Na sua casa, no rés-do-chão forrado a estantes, com sofás, mesas, com as paredes decoradas com fotografias, pinturas, havia sempre jovens a ler, mulheres das oficinas que vinham praticar informática com os jovens, havia gente que tirava dúvidas aos miúdos, lia-se poesia, ouvia-se música. Era um local de tertúlia, de aprendizagem, de partilha.
A sua pequena casa com um pinheiro e uma pequena horta, as suas pequenas divisões muito claras, cheias de luz, muito simples, a alegria que ali reinava, enchiam-na de orgulho.
Mas não há paz que sempre dure.
Música, de novo, por favor
Nat & Natalie Cole - Unforgettable
Um dia, quando Ana se levantou e, como sempre fazia, abriu as janelas do piso de cima, apercebeu-se de algumas vizinhas espreitando a rua, por detrás das cortinas. Estranhou e, então, espreitou ela também.

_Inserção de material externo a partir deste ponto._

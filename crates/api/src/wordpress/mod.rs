//! WordPress REST API client (`/wp-json/wp/v2`).
//!
//! Authenticates with an application password over HTTP Basic auth.

use std::sync::Arc;

use base64::Engine;
use base64::engine::general_purpose::STANDARD as BASE64;
use reqwest::StatusCode;
use reqwest::header::{AUTHORIZATION, HeaderMap, HeaderValue};
use secrecy::{ExposeSecret, SecretString};
use serde::de::DeserializeOwned;
use serde::{Deserialize, Serialize};
use thiserror::Error;
use tracing::instrument;

/// Errors from the WordPress REST API.
#[derive(Debug, Error)]
pub enum WordPressError {
    /// HTTP request failed.
    #[error("HTTP error: {0}")]
    Http(#[from] reqwest::Error),

    /// Credentials rejected.
    #[error("unauthorized: {0}")]
    Unauthorized(String),

    /// WordPress returned `{code, message}`.
    #[error("API error ({code}): {message}")]
    Api {
        /// HTTP status code.
        status: u16,
        /// WordPress error code, e.g. `rest_post_invalid_id`.
        code: String,
        /// Human-readable message.
        message: String,
    },

    /// Response did not match the expected shape.
    #[error("parse error: {0}")]
    Parse(String),

    /// Site URL or credentials unusable.
    #[error("invalid configuration: {0}")]
    Config(String),
}

#[derive(Debug, Deserialize)]
struct ApiErrorBody {
    code: String,
    message: String,
}

/// The authenticated user.
#[derive(Debug, Clone, Serialize, Deserialize)]
pub struct WpUser {
    pub id: i64,
    pub name: String,
    #[serde(default)]
    pub slug: String,
}

/// A post category.
#[derive(Debug, Clone, Serialize, Deserialize)]
pub struct Category {
    pub id: i64,
    pub name: String,
    pub slug: String,
    #[serde(default)]
    pub count: i64,
}

/// Fields for creating or updating a post.
#[derive(Debug, Clone, Serialize)]
pub struct PostInput {
    pub title: String,
    pub content: String,
    /// `draft`, `publish`, `pending` or `private`.
    pub status: String,
    #[serde(skip_serializing_if = "Option::is_none")]
    pub excerpt: Option<String>,
    #[serde(skip_serializing_if = "Vec::is_empty")]
    pub categories: Vec<i64>,
}

/// A post as returned by WordPress.
#[derive(Debug, Clone, Serialize, Deserialize)]
pub struct Post {
    pub id: i64,
    pub link: String,
    pub status: String,
}

/// Client bound to one site and user.
#[derive(Clone)]
pub struct WordPressClient {
    inner: Arc<WordPressClientInner>,
}

struct WordPressClientInner {
    client: reqwest::Client,
    api_base: String,
}

impl WordPressClient {
    /// Create a client for `site_url`.
    ///
    /// # Errors
    ///
    /// Returns `WordPressError::Config` if the URL is not http(s).
    pub fn new(
        site_url: &str,
        username: &str,
        app_password: &SecretString,
    ) -> Result<Self, WordPressError> {
        let site = url::Url::parse(site_url.trim())
            .map_err(|e| WordPressError::Config(format!("invalid site url: {e}")))?;
        if !matches!(site.scheme(), "http" | "https") {
            return Err(WordPressError::Config(
                "site url must use http or https".to_string(),
            ));
        }

        // Application passwords are shown with spaces; WordPress ignores them.
        let password: String = app_password
            .expose_secret()
            .chars()
            .filter(|c| !c.is_whitespace())
            .collect();
        let credentials = BASE64.encode(format!("{username}:{password}"));
        let mut auth = HeaderValue::from_str(&format!("Basic {credentials}"))
            .map_err(|_| WordPressError::Config("credentials are not a valid header".to_string()))?;
        auth.set_sensitive(true);

        let mut headers = HeaderMap::new();
        headers.insert(AUTHORIZATION, auth);

        let client = reqwest::Client::builder()
            .default_headers(headers)
            .timeout(std::time::Duration::from_secs(30))
            .build()?;

        Ok(Self {
            inner: Arc::new(WordPressClientInner {
                client,
                api_base: format!("{}/wp-json/wp/v2", site.as_str().trim_end_matches('/')),
            }),
        })
    }

    fn url(&self, path: &str) -> String {
        format!("{}/{path}", self.inner.api_base)
    }

    /// The user the credentials belong to.
    ///
    /// # Errors
    ///
    /// Returns `WordPressError::Unauthorized` for bad credentials.
    #[instrument(skip(self))]
    pub async fn me(&self) -> Result<WpUser, WordPressError> {
        let response = self.inner.client.get(self.url("users/me")).send().await?;
        decode(response).await
    }

    /// Up to 100 categories.
    ///
    /// # Errors
    ///
    /// Returns a `WordPressError` if the request fails.
    #[instrument(skip(self))]
    pub async fn categories(&self) -> Result<Vec<Category>, WordPressError> {
        let response = self
            .inner
            .client
            .get(self.url("categories?per_page=100"))
            .send()
            .await?;
        decode(response).await
    }

    /// Create a post.
    ///
    /// # Errors
    ///
    /// Returns a `WordPressError` if the request fails.
    #[instrument(skip(self, post), fields(title = %post.title))]
    pub async fn create_post(&self, post: &PostInput) -> Result<Post, WordPressError> {
        let response = self
            .inner
            .client
            .post(self.url("posts"))
            .json(post)
            .send()
            .await?;
        decode(response).await
    }

    /// Update an existing post.
    ///
    /// # Errors
    ///
    /// Returns `WordPressError::Api` with `rest_post_invalid_id` if the post
    /// is gone.
    #[instrument(skip(self, post))]
    pub async fn update_post(&self, id: i64, post: &PostInput) -> Result<Post, WordPressError> {
        let response = self
            .inner
            .client
            .post(self.url(&format!("posts/{id}")))
            .json(post)
            .send()
            .await?;
        decode(response).await
    }
}

async fn decode<T: DeserializeOwned>(response: reqwest::Response) -> Result<T, WordPressError> {
    let status = response.status();
    let text = response.text().await?;

    if status.is_success() {
        return serde_json::from_str(&text).map_err(|e| WordPressError::Parse(e.to_string()));
    }

    let body = serde_json::from_str::<ApiErrorBody>(&text).ok();
    if status == StatusCode::UNAUTHORIZED || status == StatusCode::FORBIDDEN {
        return Err(WordPressError::Unauthorized(
            body.map_or_else(|| format!("HTTP {status}"), |b| b.message),
        ));
    }

    Err(match body {
        Some(b) => WordPressError::Api {
            status: status.as_u16(),
            code: b.code,
            message: b.message,
        },
        None => WordPressError::Api {
            status: status.as_u16(),
            code: "http_error".to_string(),
            message: text.chars().take(200).collect(),
        },
    })
}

Ia-lhe dando uma coisa. O primeiro impulso foi fechar a janela e esconder-se. Com o coração descompassado, sentou-se. Ficou assim sentada, como se tivesse levado uma pancada na cabeça, por largos instantes, sem saber o que fazer.

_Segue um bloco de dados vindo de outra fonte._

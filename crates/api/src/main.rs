//! ContentForge API server.
//!
//! Serves the JSON API under `/api` plus `/health` and `/health/ready`.
//! Migrations are applied separately with `cf-cli migrate`.

#![cfg_attr(not(test), forbid(unsafe_code))]

use std::net::SocketAddr;
use std::time::Duration;

use axum::extract::State;
use axum::http::{Request, Response, StatusCode};
use axum::{Router, routing::get};
use sentry::integrations::tracing::{self as sentry_tracing, EventFilter};
use tower_http::trace::{DefaultOnResponse, OnResponse, TraceLayer};
use tracing::{Level, Metadata, Span};
use tower_sessions::SessionManagerLayer;
use tower_sessions_sqlx_store::PostgresStore;
use tracing_subscriber::{EnvFilter, layer::SubscriberExt, util::SubscriberInitExt};

use contentforge_api::config::ApiConfig;
use contentforge_api::db;
use contentforge_api::middleware::{cors_layer, create_session_layer, request_id_middleware};
use contentforge_api::routes;
use contentforge_api::state::AppState;

const DEFAULT_LOG_FILTER: &str = "contentforge_api=info,tower_http=debug";

/// Start Sentry when a DSN is configured. Keep the guard alive for the
/// lifetime of the process.
fn init_sentry(config: &ApiConfig) -> Option<sentry::ClientInitGuard> {
    let dsn = config.sentry_dsn.as_deref()?;
    let options = sentry::ClientOptions {
        release: sentry::release_name!(),
        environment: config.sentry_environment.clone().map(Into::into),
        sample_rate: config.sentry_sample_rate,
        traces_sample_rate: config.sentry_traces_sample_rate,
        attach_stacktrace: true,
        // Request bodies carry vendor credentials
        send_default_pii: false,
        ..Default::default()
    };
    Some(sentry::init((dsn, options)))
}

/// Warnings and errors become Sentry events, info and debug breadcrumbs.
fn sentry_filter(metadata: &Metadata<'_>) -> EventFilter {
    match *metadata.level() {
        Level::ERROR | Level::WARN => EventFilter::Event,
        Level::INFO | Level::DEBUG => EventFilter::Breadcrumb,
        _ => EventFilter::Ignore,
    }
}

fn init_tracing() {
    let filter = EnvFilter::try_from_default_env().unwrap_or_else(|_| DEFAULT_LOG_FILTER.into());

    // Fly.io ships stdout to a log drain that parses JSON
    let on_fly = std::env::var_os("FLY_APP_NAME").is_some();
    let json = on_fly.then(|| tracing_subscriber::fmt::layer().json().flatten_event(true));
    let text = (!on_fly).then(tracing_subscriber::fmt::layer);

    tracing_subscriber::registry()
        .with(filter)
        .with(json)
        .with(text)
        .with(sentry_tracing::layer().event_filter(sentry_filter))
        .init();
}

fn app(state: AppState, sessions: SessionManagerLayer<PostgresStore>) -> Router {
    let trace = TraceLayer::new_for_http()
        .make_span_with(|request: &Request<_>| {
            tracing::info_span!(
                "http_request",
                method = %request.method(),
                uri = %request.uri(),
                request_id = tracing::field::Empty,
                status = tracing::field::Empty,
                latency_ms = tracing::field::Empty,
            )
        })
        .on_response(|response: &Response<_>, latency: Duration, span: &Span| {
            span.record("status", response.status().as_u16());
            span.record(
                "latency_ms",
                u64::try_from(latency.as_millis()).unwrap_or(u64::MAX),
            );
            DefaultOnResponse::default().on_response(response, latency, span);
        });

    let cors = cors_layer(&state.config().cors_origins);

    let router = Router::new()
        .route("/health", get(health))
        .route("/health/ready", get(readiness))
        .merge(routes::routes())
        .layer(sessions)
        .layer(axum::middleware::from_fn(request_id_middleware))
        .layer(trace)
        .with_state(state);
    let router = match cors {
        Some(cors) => router.layer(cors),
        None => router,
    };

    router
        // Outermost so every request gets a hub and a transaction
        .layer(sentry_tower::NewSentryLayer::new_from_top())
        .layer(sentry_tower::SentryHttpLayer::new().enable_transaction())
}

#[tokio::main]
async fn main() {
    let config = ApiConfig::from_env().expect("Failed to load configuration");

    // The tracing layer needs the Sentry client, so Sentry goes first
    let _sentry = init_sentry(&config);
    init_tracing();

    let pool = db::create_pool(&config.database_url)
        .await
        .expect("Failed to connect to the database");
    let session_layer = create_session_layer(&pool, &config);
    let addr = config.socket_addr();

    let state = AppState::new(config, pool).expect("Failed to build application state");
    tracing::info!(
        providers = ?state.ai().available(),
        research = state.serper().is_some(),
        "ContentForge API starting"
    );

    let listener = tokio::net::TcpListener::bind(addr)
        .await
        .expect("Failed to bind listener");
    tracing::info!(%addr, "Listening");

    // ConnectInfo is the rate limiter's fallback key
    axum::serve(
        listener,
        app(state, session_layer).into_make_service_with_connect_info::<SocketAddr>(),
    )
    .with_graceful_shutdown(shutdown_signal())
    .await
    .expect("Server error");
}

async fn health() -> &'static str {
    "ok"
}

/// 503 until the database answers.
async fn readiness(State(state): State<AppState>) -> StatusCode {
    if sqlx::query("SELECT 1").execute(state.pool()).await.is_ok() {
        StatusCode::OK
    } else {
        StatusCode::SERVICE_UNAVAILABLE
    }
}

/// Resolves on Ctrl+C or SIGTERM.
async fn shutdown_signal() {
    let ctrl_c = async {
        tokio::signal::ctrl_c()
            .await
            .expect("Failed to listen for Ctrl+C");
    };

    #[cfg(unix)]
    let terminate = async {
        tokio::signal::unix::signal(tokio::signal::unix::SignalKind::terminate())
            .expect("Failed to listen for SIGTERM")
            .recv()
            .await;
    };

    #[cfg(not(unix))]
    let terminate = std::future::pending::<()>();

    tokio::select! {
        () = ctrl_c => {},
        () = terminate => {},
    }

    tracing::info!("Shutting down");
}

Aos poucos foi vindo a si. ‘Estupor!’, ‘raios o partam!’, ‘estou feita!’, ‘o que é que eu faço agora à minha vida?’, ‘mas como e que o estúpido me descobriu, senhores!?’, ia ela dizendo num desespero, num lamento ,enquanto girava pela casa, sem saber o que fazer.
Voltou a espreitar mas agora com muito cuidado, não fosse o estupor vê-la. Devia estar metido dentro do carro porque não se via. Mas o carro, o carrão, estava mesmo encostado à porta, seria impossível sair sem ser vista.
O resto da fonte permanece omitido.